Activity >>
Reproduce the opening lines of the records exactly, please, stopping after the line that contains "pub struct AddClassCommand".

____ Records for the exercise

use im::OrdSet;

use super::{join_sorted, person_at, CommandError, CommandResult, Executable};
use crate::index::Index;
use crate::models::ClassGroup;
use crate::store::{Model, PersonPredicate};

/// Enrolls the student at `index` in one or more class groups.
///
/// `class_groups` is `None` when no `c/` was given and `Some(empty)` for a
/// lone empty `c/`; both leave nothing to add.
#[derive(Debug, Clone, PartialEq, Eq)]
pub struct AddClassCommand {
    index: Index,
    class_groups: Option<OrdSet<ClassGroup>>,
}

impl AddClassCommand {
    pub const COMMAND_WORD: &'static str = "addclass";
    pub const USAGE: &'static str = "addclass: Adds class groups to the student at the given index.\n\
        Parameters: INDEX c/CLASS [c/CLASS]...\n\
        Example: addclass 1 c/Math c/Science";

    pub fn new(index: Index, class_groups: Option<OrdSet<ClassGroup>>) -> Self {
        Self {
            index,
            class_groups,
        }
    }
}

impl Executable for AddClassCommand {
    fn execute(&self, model: &mut Model) -> Result<CommandResult, CommandError> {
        let target = person_at(model, self.index)?;
        let requested = self.class_groups.clone().unwrap_or_default();
        if requested.is_empty() {
            return Err(CommandError::NothingToAdd);
        }

        let existing: Vec<&str> = requested
            .iter()
            .filter(|c| target.is_in_class_group(c))
            .map(ClassGroup::name)
            .collect();
        if !existing.is_empty() {
            return Err(CommandError::DuplicateClassGroups(join_sorted(existing)));
        }

        let names = join_sorted(requested.iter().map(ClassGroup::name));
        let edited = target.with_class_groups(target.class_groups().clone().union(requested));
        model.set_person(&target, edited)?;
        model.commit();

        Ok(CommandResult::new(format!(
            "Added class group(s) {} to {}",
            names,
            target.name()
        )))
    }
}

/// Withdraws the student at `index` from one or more class groups, together
/// with every assignment belonging to those classes.
#[derive(Debug, Clone, PartialEq, Eq)]
pub struct DeleteClassCommand {
    index: Index,
    class_groups: Option<OrdSet<ClassGroup>>,
}

impl DeleteClassCommand {
    pub const COMMAND_WORD: &'static str = "deleteclass";
    pub const USAGE: &'static str = "deleteclass: Removes class groups (and their assignments) from the student at the given index.\n\
        Parameters: INDEX c/CLASS [c/CLASS]...\n\
        Example: deleteclass 1 c/Math";

    pub fn new(index: Index, class_groups: Option<OrdSet<ClassGroup>>) -> Self {
        Self {
            index,
            class_groups,
        }
    }
}

impl Executable for DeleteClassCommand {
    fn execute(&self, model: &mut Model) -> Result<CommandResult, CommandError> {
        let target = person_at(model, self.index)?;
        let requested = self.class_groups.clone().unwrap_or_default();
        if requested.is_empty() {
            return Err(CommandError::NothingToDelete);
        }

        let missing: Vec<&str> = requested
            .iter()
            .filter(|c| !target.is_in_class_group(c))
            .map(ClassGroup::name)
            .collect();
        if !missing.is_empty() {
            return Err(CommandError::MissingClassGroups(join_sorted(missing)));
        }

        let class_groups = target
            .class_groups()
            .iter()
            .filter(|c| !requested.contains(*c))
            .cloned()
            .collect();
        let assignments = target
            .assignments()
            .iter()
            .filter(|a| !requested.contains(a.class_group()))
            .cloned()
            .collect();
        let edited = target
            .with_class_groups(class_groups)
            .with_assignments(assignments);

        let names = join_sorted(requested.iter().map(ClassGroup::name));
        model.set_person(&target, edited)?;
        model.commit();

        Ok(CommandResult::new(format!(
            "Deleted class group(s) {} from {}",
            names,
            target.name()
        )))
    }
}

/// Shows only the students enrolled in a class group.
#[derive(Debug, Clone, PartialEq, Eq)]
pub struct FilterCommand {
    class_group: ClassGroup,
}

impl FilterCommand {
    pub const COMMAND_WORD: &'static str = "filter";
    pub const USAGE: &'static str = "filter: Lists the students in a class group (case-insensitive).\n\
        Parameters: c/CLASS\n\
        Example: filter c/Math";

    pub fn new(class_group: ClassGroup) -> Self {
        Self { class_group }
    }
}

impl Executable for FilterCommand {
    fn execute(&self, model: &mut Model) -> Result<CommandResult, CommandError> {
        model.update_filtered_persons(PersonPredicate::InClassGroup(self.class_group.clone()));
        let count = model.filtered_persons().len();
        Ok(CommandResult::new(format!(
            "{} student(s) listed in class group {}",
            count,
            self.class_group.name()
        ))
        .with_redisplay())
    }
}

#[cfg(test)]
mod tests {
    use super::*;
    use crate::models::{Assignment, Level, Name, Person, Phone};
    use crate::store::RecordBook;

    fn class(name: &str) -> ClassGroup {
        ClassGroup::parse(name).unwrap()
    }

    fn alice() -> Person {
        let math = class("Math");
        Person::new(
            Name::parse("Alice").unwrap(),
            Phone::parse("911").unwrap(),
            Level::parse("Sec 3").unwrap(),
            OrdSet::unit(math.clone()),
            OrdSet::unit(Assignment::parse("hw1", math).unwrap()),
        )
    }

    fn first() -> Index {
        Index::from_one_based(1).unwrap()
    }

    fn model() -> Model {
        Model::new(RecordBook::from_persons(vec![alice()]).unwrap())
    }

    #[test]
    fn test_add_class_reports_existing_sorted() {
        let mut model = model();
        let requested = [class("science"), class("MATH")].into_iter().collect();

        let result = AddClassCommand::new(first(), Some(requested)).execute(&mut model);

        assert_eq!(
            result,
            Err(CommandError::DuplicateClassGroups("MATH".to_string()))
        );
        assert_eq!(model.filtered_persons()[0].class_groups().len(), 1);
    }

    #[test]
    fn test_add_class_with_empty_set() {
        let mut model = model();
        let result = AddClassCommand::new(first(), Some(OrdSet::new())).execute(&mut model);
        assert_eq!(result, Err(CommandError::NothingToAdd));
    }

    #[test]
    fn test_delete_class_cascades_to_assignments() {
        let mut model = model();
        DeleteClassCommand::new(first(), Some(OrdSet::unit(class("math"))))
            .execute(&mut model)
            .unwrap();

        let person = &model.filtered_persons()[0];
        assert!(person.class_groups().is_empty());
        assert!(person.assignments().is_empty());
        assert!(model.record_book().class_groups().is_empty());
    }

    #[test]
    fn test_delete_class_not_enrolled() {
        let mut model = model();
        let result =
            DeleteClassCommand::new(first(), Some(OrdSet::unit(class("Art")))).execute(&mut model);
        assert_eq!(
            result,
            Err(CommandError::MissingClassGroups("Art".to_string()))
        );
    }

    #[test]
    fn test_filter_counts_matches() {
        let mut model = model();
        let result = FilterCommand::new(class("MATH")).execute(&mut model).unwrap();
        assert!(result.feedback.starts_with("1 student(s) listed"));
        assert!(result.redisplay);

        FilterCommand::new(class("Art")).execute(&mut model).unwrap();
        assert!(model.filtered_persons().is_empty());
    }
}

________

Answer below >>
use im::OrdSet;

use super::{join_sorted, person_at, CommandError, CommandResult, Executable};
use crate::index::Index;
use crate::models::ClassGroup;
use crate::store::{Model, PersonPredicate};

/// Enrolls the student at `index` in one or more class groups.
///
/// `class_groups` is `None` when no `c/` was given and `Some(empty)` for a
/// lone empty `c/`; both leave nothing to add.
#[derive(Debug, Clone, PartialEq, Eq)]
pub struct AddClassCommand {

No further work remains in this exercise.